Drew Lowery is living the American Dream. He has the perfect family, a stable job, and a beautiful home in the suburbs of central New Jersey. Things can’t get much better. But what seems like the ideal life is suddenly upended when he receives a blank envelope in the mail.

Inside lies a picture of his daughter, a photograph of her violent murder. Only it can’t be her. He just tucked her in and kissed her goodnight ten minutes ago. But the mysterious Polaroid is only the beginning.

There’s the van following his daughter to school. The man she sees outside her window late at night. The fact someone entered her room while the Lowerys slept peacefully.

Local authorities are clueless. No leads, no clues, and ultimately—no answers. Drew launches his own investigation, falling into a hole of lies and deceit, a truth he never saw coming. Dead Daughters is the new twisted thriller from Tim Meyer, author of The Switch House and Kill Hill Carnage.

The IndieMuse Review

Thriller and Mystery books aren’t typically my cup of tea. I usually enjoy them well enough, but the horror fanatic in me can’t help but think “Not bad, needed more flesh-eating monsters.” When Tim Meyer, writer of dark supernatural books like Switch House and ’80s style gorefest Kill Hill Carnage releases a Thriller, then I sit up and take note.

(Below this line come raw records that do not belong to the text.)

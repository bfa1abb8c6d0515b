//! Widget settings and preferences
//!
//! Persisted separately from checklist state, under its own storage key.

use serde::{Deserialize, Serialize};

use crate::storage::KeyValueStore;

/// Round length bounds (seconds)
pub const MIN_ROUND_SECONDS: u32 = 5;
pub const MAX_ROUND_SECONDS: u32 = 120;

/// Widget settings
#[derive(Debug, Clone, PartialEq, Serialize, Deserialize)]
#[serde(default)]
pub struct Settings {
    /// Sticky Carrot mini-game enabled
    pub sticky_carrot: bool,
    /// Mini-game sound off
    pub game_muted: bool,
    /// Mini-game round length
    pub round_seconds: u32,
    /// Arrow-key brush movement (px)
    pub brush_step: f32,
}

impl Default for Settings {
    fn default() -> Self {
        Self {
            sticky_carrot: false,
            game_muted: false,
            round_seconds: 20,
            brush_step: 10.0,
        }
    }
}

impl Settings {
    /// Storage key
    pub const STORAGE_KEY: &'static str = "gcc_settings";

    /// Round length in milliseconds, clamped to sane bounds
    pub fn round_ms(&self) -> u32 {
        self.round_seconds.clamp(MIN_ROUND_SECONDS, MAX_ROUND_SECONDS) * 1000
    }

    /// Brush step, falling back to the default for non-positive values
    pub fn effective_brush_step(&self) -> f32 {
        if self.brush_step.is_finite() && self.brush_step > 0.0 {
            self.brush_step
        } else {
            Self::default().brush_step
        }
    }

    /// Load settings, falling back to defaults
    pub fn load(storage: &impl KeyValueStore) -> Self {
        if let Some(json) = storage.get(Self::STORAGE_KEY) {
            if let Ok(settings) = serde_json::from_str(&json) {
                log::info!("Loaded settings from storage");
                return settings;
            }
        }

        log::info!("Using default settings");
        Self::default()
    }

    /// Save settings (best-effort)
    pub fn save(&self, storage: &mut impl KeyValueStore) {
        match serde_json::to_string(self) {
            Ok(json) => match storage.set(Self::STORAGE_KEY, &json) {
                Ok(()) => log::info!("Settings saved"),
                Err(e) => log::warn!("Could not save settings: {}", e),
            },
            Err(e) => log::warn!("Could not encode settings: {}", e),
        }
    }
}

/// Resolved feature switches
#[derive(Debug, Clone, Copy, PartialEq, Eq, Default)]
pub struct FeatureFlags {
    pub sticky_carrot: bool,
}

impl FeatureFlags {
    /// Combine the persisted setting, the build-time flag and a URL override
    ///
    /// Any one source set to `"1"` (or the setting being true) enables the game.
    pub fn resolve(settings: &Settings, build_flag: Option<&str>, url_flag: Option<&str>) -> Self {
        Self {
            sticky_carrot: settings.sticky_carrot || flag_on(build_flag) || flag_on(url_flag),
        }
    }

    /// Resolve using the flag baked in at compile time
    pub fn from_build(settings: &Settings, url_flag: Option<&str>) -> Self {
        Self::resolve(settings, option_env!("VITE_FEATURE_STICKYACARROT"), url_flag)
    }
}

fn flag_on(value: Option<&str>) -> bool {
    value.is_some_and(|v| v.trim() == "1")
}

/// What the Settings toggle tells the user after flipping `sticky_carrot`
///
/// `flags` is the state resolved with the updated settings, so a build or
/// URL override that keeps the game on is reported as such.
pub fn sticky_carrot_notice(settings: &Settings, flags: FeatureFlags) -> &'static str {
    match (settings.sticky_carrot, flags.sticky_carrot) {
        (true, _) => "Sticky Carrot enabled. Reload to play.",
        (false, true) => "Sticky Carrot setting off, but this build or page link still enables it.",
        (false, false) => "Sticky Carrot disabled.",
    }
}

#[cfg(test)]
mod tests {
    use super::*;
    use crate::storage::{FailureMode, MemoryStore};

    #[test]
    fn test_defaults() {
        let s = Settings::default();
        assert!(!s.sticky_carrot);
        assert_eq!(s.round_ms(), 20_000);
    }

    #[test]
    fn test_round_ms_clamped() {
        let mut s = Settings::default();
        s.round_seconds = 0;
        assert_eq!(s.round_ms(), MIN_ROUND_SECONDS * 1000);
        s.round_seconds = 10_000;
        assert_eq!(s.round_ms(), MAX_ROUND_SECONDS * 1000);
    }

    #[test]
    fn test_brush_step_fallback() {
        let mut s = Settings::default();
        s.brush_step = -3.0;
        assert_eq!(s.effective_brush_step(), 10.0);
        s.brush_step = f32::NAN;
        assert_eq!(s.effective_brush_step(), 10.0);
        s.brush_step = 4.0;
        assert_eq!(s.effective_brush_step(), 4.0);
    }

    #[test]
    fn test_save_load_roundtrip() {
        let mut storage = MemoryStore::new();
        let settings = Settings {
            sticky_carrot: true,
            game_muted: true,
            round_seconds: 30,
            brush_step: 8.0,
        };
        settings.save(&mut storage);
        assert_eq!(Settings::load(&storage), settings);
    }

    #[test]
    fn test_partial_json_fills_defaults() {
        let storage = MemoryStore::with_entries([(Settings::STORAGE_KEY, r#"{"sticky_carrot":true}"#)]);
        let settings = Settings::load(&storage);
        assert!(settings.sticky_carrot);
        assert_eq!(settings.round_seconds, 20);
    }

    #[test]
    fn test_corrupt_or_unavailable_uses_defaults() {
        let storage = MemoryStore::with_entries([(Settings::STORAGE_KEY, "{{")]);
        assert_eq!(Settings::load(&storage), Settings::default());

        let mut storage = MemoryStore::new();
        storage.set_failure_mode(FailureMode::Unavailable);
        Settings::default().save(&mut storage);
        assert_eq!(Settings::load(&storage), Settings::default());
    }

    #[test]
    fn test_flags_resolve() {
        let off = Settings::default();
        assert!(!FeatureFlags::resolve(&off, None, None).sticky_carrot);
        assert!(!FeatureFlags::resolve(&off, Some("0"), Some("true")).sticky_carrot);
        assert!(FeatureFlags::resolve(&off, Some("1"), None).sticky_carrot);
        assert!(FeatureFlags::resolve(&off, None, Some("1")).sticky_carrot);

        let on = Settings {
            sticky_carrot: true,
            ..Settings::default()
        };
        assert!(FeatureFlags::resolve(&on, None, None).sticky_carrot);
    }

    #[test]
    fn test_notice_reports_resolved_state() {
        let off = Settings::default();
        let on = Settings {
            sticky_carrot: true,
            ..Settings::default()
        };

        let flags = FeatureFlags::resolve(&on, None, None);
        assert_eq!(sticky_carrot_notice(&on, flags), "Sticky Carrot enabled. Reload to play.");

        let flags = FeatureFlags::resolve(&off, None, None);
        assert_eq!(sticky_carrot_notice(&off, flags), "Sticky Carrot disabled.");

        // URL or build override keeps the launcher after a reload
        for flags in [
            FeatureFlags::resolve(&off, None, Some("1")),
            FeatureFlags::resolve(&off, Some("1"), None),
        ] {
            assert_ne!(sticky_carrot_notice(&off, flags), "Sticky Carrot disabled.");
        }
    }
}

Drew is a recovering drug addict who has turned his life around. Now living happily with his wife Eve and seven-year-old daughter, Dina, his life is perfect. He has a loving family, a beautiful home and the perfect job. His peaceful existence is shattered when he finds a photograph in his mailbox. The picture appears to be of his daughter, only that can’t be the case, as the picture shows her brutally murdered corpse. How can this be, when his daughter is alive and well?

This disturbing photo sets out a chain of events that will set Drew off on an investigation of his own into this mysterious photo. Who is the shadow man who Dinah is dreaming about, sharp-fanged and cloaked in black? Who is the driver of the mysterious white van who seems to be following him everywhere he goes? Can he find the answer to these questions in time to save his family from whatever despicable evil has targeted them?

As any good thriller should, Dead Daughters presents an intriguing and seemingly impossible mystery, and slowly pulls back the curtain on the big reveal that is satisfying and feels right. There are a few questions that ultimately get left unanswered and some potentially interesting setups that get lost in the shuffle but, overall, the ending feels both surprising and well-earned. While it may get a little too outlandish for some tastes, I enjoyed the direction the book went in and felt there were enough clues and teasers along the way that it didn’t feel too jarring or out of place to go to some unexpected places that other, similar books of the genre may not have.

The book’s biggest strength is its character work. As good as the premise is, a thriller book can live or die based on how we connect with its leads. After all, if we don’t care about the character, it’s hard to care what happens to them next, and the mystery falls apart. Drew was a fascinating, richly developed character. He is presented as flawed, but good-hearted, a loving husband and father, but with a dark past that impacts his decisions in the present. His relationship with his wife is a particular highlight, as their rapport feels very genuine and natural. The anxiety these characters feel and the overwhelming sense of dread that builds as things progress feels palpable and real and keeps the pace of the story suitably frantic.

Tense, surprising and utterly unputdownable. The premise convinced me to pick this book up, but it was the characters that kept me reading. Some readers may be put off by some of the more unusual directions the book takes in the second half, but if you pick up the book with an open mind, you’ll be rewarded with a suspenseful and gripping thrill ride that will keep you engrossed until the final page.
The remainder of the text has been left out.